The methyl ether 153b also yielded 5-methoxy-2-methoxymethylphenol (158), via subsequent fission of the C3-C4 bond of radical 154 and trapping of the resulting ortho quinone methide 157 with methanol. The absence of the free phenolic analogue of 157 probably indicates stabilization of the free-phenolic benzylic carbocation as a para-quinone methide. Irradiation of the tetra-O-methyl ether 153b in benzene did not give any product. Benzene is probably not sufficiently polar to stabilise the intermediate carbocation 155 (Scheme 55). Under identical conditions free-phenolic catechin 153c gave the corresponding diarylpropan-2-ol 156c (20%). Irradiation of flavan-3-ols results in homolysis of the heterocyclic 1,2-(O-C) and 3,4-(C-C) bonds.
Van der Westhuizen and co-workers [91] studied the photochemistry of tannin analogues.
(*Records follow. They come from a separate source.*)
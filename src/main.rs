use std::fs;
use std::io::IsTerminal;
use std::path::PathBuf;
use std::process::ExitCode;

use anyhow::{Context, Result};
use clap::{ArgAction, Parser, Subcommand};
use multirun::{logger, CancellationToken, Config, Manager};

const DEFAULT_CONFIG: &str = "multirun.yaml";

#[derive(Debug, Parser)]
#[command(
    name = "multirun",
    version,
    about = "Run and supervise a set of processes from one config file"
)]
struct Cli {
    /// More log output (-v info, -vv debug).
    #[arg(short, long, action = ArgAction::Count, global = true)]
    verbose: u8,

    /// Write logs to a daily-rotating file in DIR instead of stderr.
    #[arg(long, value_name = "DIR", global = true)]
    log_file: Option<PathBuf>,

    #[command(subcommand)]
    command: Commands,
}

#[derive(Debug, Subcommand)]
enum Commands {
    /// Write a sample config file ("-" prints it to stdout).
    #[command(visible_alias = "i")]
    Init {
        #[arg(default_value = DEFAULT_CONFIG)]
        path: String,
    },
    /// Check a config file without running anything ("-" reads stdin).
    #[command(visible_alias = "v")]
    Validate { path: String },
    /// Start every process in the config file ("-" reads stdin).
    #[command(visible_alias = "r")]
    Run {
        path: String,
        /// Plain prefixes even on a terminal.
        #[arg(long)]
        no_color: bool,
    },
}

#[tokio::main]
async fn main() -> ExitCode {
    let cli = Cli::parse();

    let _guard = match logger::init_tracing(cli.verbose, cli.log_file.as_deref()) {
        Ok(guard) => Some(guard),
        Err(e) => {
            eprintln!("warning: logging disabled: {}", e);
            None
        }
    };

    let result = match cli.command {
        Commands::Init { path } => init(&path),
        Commands::Validate { path } => validate(&path),
        Commands::Run { path, no_color } => run(&path, no_color).await,
    };

    match result {
        Ok(()) => ExitCode::SUCCESS,
        Err(e) => {
            eprintln!("Error {:#}", e);
            ExitCode::FAILURE
        }
    }
}

fn init(path: &str) -> Result<()> {
    let text = Config::sample()
        .to_yaml()
        .context("serializing sample config")?;

    if path == "-" {
        print!("{}", text);
        return Ok(());
    }

    fs::write(path, text).with_context(|| format!("writing config file {}", path))?;
    println!("New config file written to: {}", path);
    Ok(())
}

fn validate(path: &str) -> Result<()> {
    Config::read(path).context("reading config")?;
    println!("Config file is valid!");
    Ok(())
}

async fn run(path: &str, no_color: bool) -> Result<()> {
    let config = Config::read(path).context("reading config")?;
    let colored = !no_color && std::io::stdout().is_terminal();

    let manager = Manager::new(config).with_color(colored);
    manager
        .run(&CancellationToken::new())
        .await
        .context("running processes")?;
    Ok(())
}
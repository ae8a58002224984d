use std::collections::BTreeMap;
use std::fmt;
use std::io;
use std::sync::Arc;

use thiserror::Error;

/// Anything wrong with the configuration document. Always fatal: nothing is
/// started once one of these is returned.
#[derive(Debug, Error)]
pub enum ConfigError {
    #[error("failed to open config file `{path}`: {source}")]
    Open {
        path: String,
        #[source]
        source: io::Error,
    },

    #[error("failed to read config file: {0}")]
    Read(#[source] io::Error),

    #[error("failed to parse config file: {0}")]
    Parse(#[from] serde_yaml::Error),

    #[error("missing command for process {index}")]
    MissingCommand { index: usize },

    #[error("process {index} sets both `cmd` and `cmds`; pick one")]
    ConflictingCommand { index: usize },
}

/// Why a single run of a supervised process did not succeed.
#[derive(Debug, Clone, Error)]
pub enum ProcessError {
    /// The executable could not be started at all.
    #[error("failed to start `{program}`: {source}")]
    Start {
        program: String,
        #[source]
        source: Arc<io::Error>,
    },

    #[error("exit status {0}")]
    Exit(i32),

    #[error("terminated by signal {0}")]
    Signal(String),

    #[error("failed waiting on process: {0}")]
    Wait(#[source] Arc<io::Error>),
}

impl ProcessError {
    pub fn start(program: impl Into<String>, source: io::Error) -> Self {
        ProcessError::Start {
            program: program.into(),
            source: Arc::new(source),
        }
    }

    pub fn is_start(&self) -> bool {
        matches!(self, ProcessError::Start { .. })
    }
}

/// Terminal failures of a whole run, keyed by process name.
///
/// Names are not required to be unique, so two failing processes sharing a
/// name collapse into one entry (the last one recorded wins).
#[derive(Debug, Clone, Default)]
pub struct AggregateError {
    failures: BTreeMap<String, ProcessError>,
}

impl AggregateError {
    pub fn new() -> Self {
        Self::default()
    }

    pub fn insert(&mut self, name: impl Into<String>, err: ProcessError) {
        self.failures.insert(name.into(), err);
    }

    pub fn is_empty(&self) -> bool {
        self.failures.is_empty()
    }

    pub fn len(&self) -> usize {
        self.failures.len()
    }

    pub fn get(&self, name: &str) -> Option<&ProcessError> {
        self.failures.get(name)
    }

    pub fn names(&self) -> impl Iterator<Item = &str> {
        self.failures.keys().map(String::as_str)
    }

    pub fn iter(&self) -> impl Iterator<Item = (&str, &ProcessError)> {
        self.failures.iter().map(|(k, v)| (k.as_str(), v))
    }

    /// `Ok(())` when nothing failed, otherwise the whole map as an error.
    pub fn into_result(self) -> Result<(), AggregateError> {
        if self.is_empty() {
            Ok(())
        } else {
            Err(self)
        }
    }
}

impl fmt::Display for AggregateError {
    fn fmt(&self, f: &mut fmt::Formatter<'_>) -> fmt::Result {
        let plural = if self.failures.len() == 1 { "" } else { "es" };
        write!(f, "{} process{} failed", self.failures.len(), plural)?;
        for (name, err) in &self.failures {
            write!(f, "\n  ({}) {}", name, err)?;
        }
        Ok(())
    }
}

impl std::error::Error for AggregateError {}
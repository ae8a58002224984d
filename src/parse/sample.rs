use super::parse::{Config, ProcessConfig, RestartPolicy};

impl Config {
    /// Starter document written by `multirun init`.
    pub fn sample() -> Config {
        let say_hello = ProcessConfig::shell(
            "say-hello",
            ["echo hello...", "sleep 1", "echo ...world", "sleep 1"],
        )
        .with_restart(RestartPolicy::Always);

        let print_the_date = ProcessConfig::program("print-the-date", "date");

        let mut greet = ProcessConfig::program("greet", "echo").with_restart(RestartPolicy::OnFail);
        greet.args.push("Hello, ${NAME}!".to_string());
        greet.envs.insert("NAME".to_string(), "multirun".to_string());

        Config {
            procs: vec![say_hello, print_the_date, greet],
        }
    }
}
//! Listener registry watcher.
//!
//! Subscribes to changes on the listener records themselves so watchers
//! start and stop without waiting for the next acquisition poll: inserts are
//! claimed best-effort, config updates restart the watcher to pick up new
//! filters, deletes tear the watcher down and release the lease.

use std::sync::Arc;

use tokio::sync::mpsc;
use tokio::time::sleep;
use tracing::{debug, info, warn};

use syncra_core::{Listener, ListenerEvent};

use crate::engine::{EngineContext, EngineEvent};
use crate::processor::ProcessRequest;
use crate::watcher::{start_watcher, WatcherSet};

pub(crate) async fn run_registry_loop(
    ctx: Arc<EngineContext>,
    set: Arc<WatcherSet>,
    tx: mpsc::Sender<ProcessRequest>,
) {
    loop {
        let mut stream = match ctx.listeners.watch_registry().await {
            Ok(stream) => stream,
            Err(e) => {
                warn!(error = %e, "registry subscription failed");
                tokio::select! {
                    _ = ctx.cancel.cancelled() => return,
                    _ = sleep(ctx.config.watch_backoff) => continue,
                }
            }
        };
        debug!("registry watcher active");

        loop {
            tokio::select! {
                _ = ctx.cancel.cancelled() => {
                    stream.close();
                    debug!("registry watcher stopped");
                    return;
                }
                item = stream.recv() => match item {
                    Some(Ok(event)) => handle_event(&ctx, &set, &tx, event).await,
                    Some(Err(e)) => {
                        // The acquisition poller covers the gap until the
                        // subscription is back.
                        warn!(error = %e, "registry feed dropped");
                        break;
                    }
                    None => break,
                }
            }
        }

        tokio::select! {
            _ = ctx.cancel.cancelled() => return,
            _ = sleep(ctx.config.watch_backoff) => {}
        }
    }
}

async fn handle_event(
    ctx: &Arc<EngineContext>,
    set: &Arc<WatcherSet>,
    tx: &mpsc::Sender<ProcessRequest>,
    event: ListenerEvent,
) {
    match event {
        ListenerEvent::Created(listener) => {
            if listener.is_active {
                // Best-effort; a lost race is caught by the next
                // acquisition poll.
                try_claim(ctx, set, tx, listener).await;
            }
        }
        ListenerEvent::Updated(listener) => {
            if !set.contains(listener.id) {
                return;
            }
            info!(listener_id = %listener.id, "listener updated; restarting watcher");
            set.stop(listener.id);
            if listener.is_active {
                // The lease is still ours, so the claim cannot be lost.
                try_claim(ctx, set, tx, listener).await;
            } else {
                ctx.locks.release(listener.id).await;
            }
        }
        ListenerEvent::Deleted(listener_id) => {
            if set.contains(listener_id) {
                info!(%listener_id, "listener deleted; stopping watcher");
                set.stop(listener_id);
                ctx.locks.release(listener_id).await;
            }
        }
    }
}

async fn try_claim(
    ctx: &Arc<EngineContext>,
    set: &Arc<WatcherSet>,
    tx: &mpsc::Sender<ProcessRequest>,
    listener: Listener,
) {
    if ctx.locks.acquire(listener.id).await {
        ctx.emit(EngineEvent::LeaseAcquired {
            listener_id: listener.id,
        });
        start_watcher(ctx, set, listener, tx.clone());
    }
}
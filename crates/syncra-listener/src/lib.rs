//! # syncra-listener
//!
//! Change-driven job dispatch engine for syncra.
//!
//! This crate watches designated collections for changes, guarantees that
//! each registered listener is owned by exactly one running instance at a
//! time via a lease-based distributed lock, turns qualifying change events
//! into exactly-once-per-listener background jobs, and reconciles missed
//! events through periodic polling.
//!
//! ## Example
//!
//! ```ignore
//! use std::sync::Arc;
//! use syncra_listener::{ListenerEngine, run_until_shutdown};
//! use syncra_core::ListenerConfig;
//! use syncra_store::{MemoryStore, RecordingScheduler};
//!
//! let store = Arc::new(MemoryStore::new());
//! let scheduler = Arc::new(RecordingScheduler::new());
//! let engine = ListenerEngine::new(
//!     store.clone(),
//!     store,
//!     scheduler,
//!     ListenerConfig::from_env(),
//! )?;
//!
//! let handle = engine.start();
//! run_until_shutdown(&handle).await?;
//! ```

pub mod acquisition;
pub mod engine;
pub mod lease;
pub mod processor;
pub mod reconcile;
pub mod registry;
pub mod watcher;

// Re-export core types
pub use syncra_core::*;

pub use engine::{run_until_shutdown, EngineEvent, EngineHandle, ListenerEngine};
pub use lease::LockManager;
pub use processor::{DocumentProcessor, ProcessOutcome, ProcessRequest, SkipReason};
pub use watcher::WatcherSet;
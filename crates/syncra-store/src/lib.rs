//! # syncra-store
//!
//! Store adapters for the syncra listener engine.
//!
//! The engine sees the document store only through the repository traits in
//! [`syncra_core::traits`]; this crate provides the in-process reference
//! adapter ([`MemoryStore`]) implementing that contract: per-collection JSON
//! documents, dotted-path field patches, atomic conditional lease writes, and
//! change feeds with explicit error signaling. Production deployments plug a
//! real document-store driver in behind the same traits.
//!
//! [`RecordingScheduler`] is the matching reference implementation of the job
//! scheduler interface, used by local operation and the engine's tests.

pub mod memory;
pub mod scheduler;

// Re-export core types
pub use syncra_core::*;

pub use memory::MemoryStore;
pub use scheduler::RecordingScheduler;
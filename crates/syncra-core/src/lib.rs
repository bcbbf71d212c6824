//! # syncra-core
//!
//! Core types, traits, and abstractions for the syncra listener engine.
//!
//! This crate provides the foundational data structures and trait definitions
//! that the store adapters and the listener engine depend on: the persisted
//! [`Listener`] registration schema, the per-listener processing record kept
//! on target documents, the lease type used for distributed ownership, and
//! the repository/scheduler traits every store adapter implements.

pub mod config;
pub mod defaults;
pub mod error;
pub mod logging;
pub mod models;
pub mod traits;

// Re-export commonly used types at crate root
pub use config::ListenerConfig;
pub use error::{Error, Result};
pub use models::{
    ChangeEvent, ChangeFilter, Lease, Listener, ListenerEvent, ListenerMetadata, ListenerRun,
    OperationType, RunStatus,
};
pub use traits::{
    ChangeStream, DocumentRepository, JobScheduler, ListenerEventStream, ListenerRepository,
};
Benzophenone sensitized photolysis of free phenolic (2R,3S,4S)-2,3-trans-3,4-trans-4-(2,4,6-tri-hydroxyphenyl)-flavan-3-ol (159) at 350 nm in acetone yielded (2S,3S,4S)-2,3-cis-3,4-cis-4-(2,4-dihydroxyphenyl)-flavan-3-ol (160).
Scheme 56. Synthesis of 2,3-cis-3,4-cis 4-arylflavan-3-ols by photolytic rearrangement.
Scheme 56. Synthesis of 2,3-cis-3,4-cis 4-arylflavan-3-ols by photolytic rearrangement.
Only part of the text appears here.